Friday, February 15, 2008

Politics and Sports

I feel I've spent enough of my time recently in life watching sports, reading about sports and going on the net to find different view points on the same topics regarding sports. I figured this would be a good outlet to let it all out...

Welcome to my first article at Hung on Sports.

We've recently spent the last few days surrounded with news on the Roger Clemens and Brian McNamee congressional hearings. Also consider the recent accusations from Sen. Arlen Specter[1] that he wants investigations into why the tapes regarding the New England Patriots Spygate scandal were destroyed.

Frankly I can't understand how these stories have even become reality. I don't know much about the internal workings of the political system in the United States (I'm Canadian btw, but I don't know much about the internal political system in Canada either), but the question on my mind is how the hell congressmen can spend any time at all on either of these subjects.

Most columns or news reports I've seen about the Clemens-McNamee hearings don't even begin to address the question of why they are there in the first place. Did Roger Clemens take steroids or HGH? Is McNamee lying about administering the needles to Roger? How many times did Clemens glance at McNamee during the hearings? Personally my opinions are Yes, No, and ? on these subjects but that's not the point.

When I actually take a second or two to think about this event, the thing I really want to know about is how the justice / political system actually has the power to bring in these individuals to answer questions. As far as I know there aren't any charges that are being brought against any of these men.

I think a popular opinion is that these senators are just using this opportunity to gain a bit of spotlight for themselves. I wholeheartedly agree with this. Are they acting inappropriately? Probably.

However, since this is the way it is and can't do anything about it, I think congress should set aside some time for other celebrity fueled hearings to put under the spotlight things we all would like to know. For example:

  • Bring in Isiah Thomas and grill him on how he could possibly put together a roster as bad as the Knicks.

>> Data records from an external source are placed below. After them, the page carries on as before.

use anyhow::{Context, Result, bail};
use reqwest::Url;
use serde::Deserialize;
use std::fs;
use std::path::Path;
use std::time::Duration;

#[derive(Debug, Deserialize, Clone, Default)]
pub struct Config {
    #[serde(default)]
    pub server: ServerConfig,
    #[serde(default)]
    pub endpoints: EndpointsConfig,
    #[serde(default)]
    pub chat: ChatConfig,
}

#[derive(Debug, Deserialize, Clone)]
pub struct ServerConfig {
    #[serde(default = "default_base_url")]
    pub base_url: String,
    /// Value of the `sessionid` cookie of a logged-in browser session.
    #[serde(default)]
    pub session_id: Option<String>,
    /// Skips scraping the token from the chat page when set.
    #[serde(default)]
    pub csrf_token: Option<String>,
    #[serde(default = "default_request_timeout_secs")]
    pub request_timeout_secs: u64,
}

#[derive(Debug, Deserialize, Clone)]
pub struct EndpointsConfig {
    #[serde(default = "default_chat_path")]
    pub chat: String,
    #[serde(default = "default_task_list_path")]
    pub task_list: String,
    #[serde(default = "default_conversation_path")]
    pub conversation: String,
    #[serde(default = "default_trigger_path")]
    pub trigger: String,
    #[serde(default = "default_page_path")]
    pub page: String,
    #[serde(default = "default_reset_path")]
    pub reset: String,
}

#[derive(Debug, Deserialize, Clone)]
pub struct ChatConfig {
    #[serde(default = "default_demo_message")]
    pub demo_message: String,
    #[serde(default = "default_true")]
    pub refresh_tasks_after_reply: bool,
}

impl Default for ServerConfig {
    fn default() -> Self {
        Self {
            base_url: default_base_url(),
            session_id: None,
            csrf_token: None,
            request_timeout_secs: default_request_timeout_secs(),
        }
    }
}

impl Default for EndpointsConfig {
    fn default() -> Self {
        Self {
            chat: default_chat_path(),
            task_list: default_task_list_path(),
            conversation: default_conversation_path(),
            trigger: default_trigger_path(),
            page: default_page_path(),
            reset: default_reset_path(),
        }
    }
}

impl Default for ChatConfig {
    fn default() -> Self {
        Self {
            demo_message: default_demo_message(),
            refresh_tasks_after_reply: true,
        }
    }
}

impl Config {
    pub fn load(path: &Path) -> Result<Self> {
        let content = fs::read_to_string(path)
            .with_context(|| format!("failed to read config: {}", path.display()))?;
        let cfg: Config = toml::from_str(&content).context("failed to parse config toml")?;
        cfg.validate()?;
        Ok(cfg)
    }

    pub fn validate(&self) -> Result<()> {
        self.base_url()?;
        if self.server.request_timeout_secs == 0 {
            bail!("server.request_timeout_secs must be greater than zero");
        }
        Ok(())
    }

    pub fn base_url(&self) -> Result<Url> {
        if self.server.base_url.trim().is_empty() {
            bail!("server.base_url is required");
        }
        Url::parse(self.server.base_url.trim())
            .with_context(|| format!("invalid server.base_url: {}", self.server.base_url))
    }

    pub fn request_timeout(&self) -> Duration {
        Duration::from_secs(self.server.request_timeout_secs)
    }
}

fn default_base_url() -> String {
    "http://127.0.0.1:8000".to_string()
}

fn default_request_timeout_secs() -> u64 {
    30
}

fn default_chat_path() -> String {
    "/chatbot/api/".to_string()
}

fn default_task_list_path() -> String {
    "/get_task_list/".to_string()
}

fn default_conversation_path() -> String {
    "/get_conversation_display/".to_string()
}

fn default_trigger_path() -> String {
    "/trigger_task/".to_string()
}

fn default_page_path() -> String {
    "/chatbot/".to_string()
}

fn default_reset_path() -> String {
    "/reset_user_data/".to_string()
}

fn default_demo_message() -> String {
    "I want to start cooking dinner at home three times a week.".to_string()
}

fn default_true() -> bool {
    true
}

  • See if Tony Romo realizes that the longer he dates Jessica Simpson will directly correlate to him sucking more (not to say he's a bad player, but he has now gone 0-2 in the playoffs and seriously who would date Jessica Simpson at this stage of her career?).

  • Bring in all NFL linebackers and see if they take any steroids (just to double check the rock solid NFL drug-testing policy).
As a side point, how dumb were we back in the home run race between McGwire and Sosa? I remember everyone including myself coming up with various theories over how these guys were hitting so many homers. This list included juiced balls, a dilution of pitcher quality in the MLB, that general training regiments had improved massively from the early 90s to late 90s and steroids. Looking back on this, it's one of the most obvious things ever. It was a lock that it was steroids but no one really wanted to believe it.

I remember sometime during the race to 62, McGwire was caught using something called Andro which I believe was available at the time in any GNC and was relatively common. There was a minor shock and controversy over this. McGwire put on a brave face and said something like he would quit using it because he didn't want to give kids a bad example. This in hindsight is hilarious.

Along the lines of hypotheticals from above, congress should declare that McGwire be put on the show Moment of Truth and ask whether he was privately overjoyed that the media didn't beat the steroid question over him and he seemed to get away with it until the entire HGH scandal unfolded.

So I guess I don't have a satisfactory answer for why politicians are investigating these kinds of things, but I have a feeling most of them don't even think we're asking the question.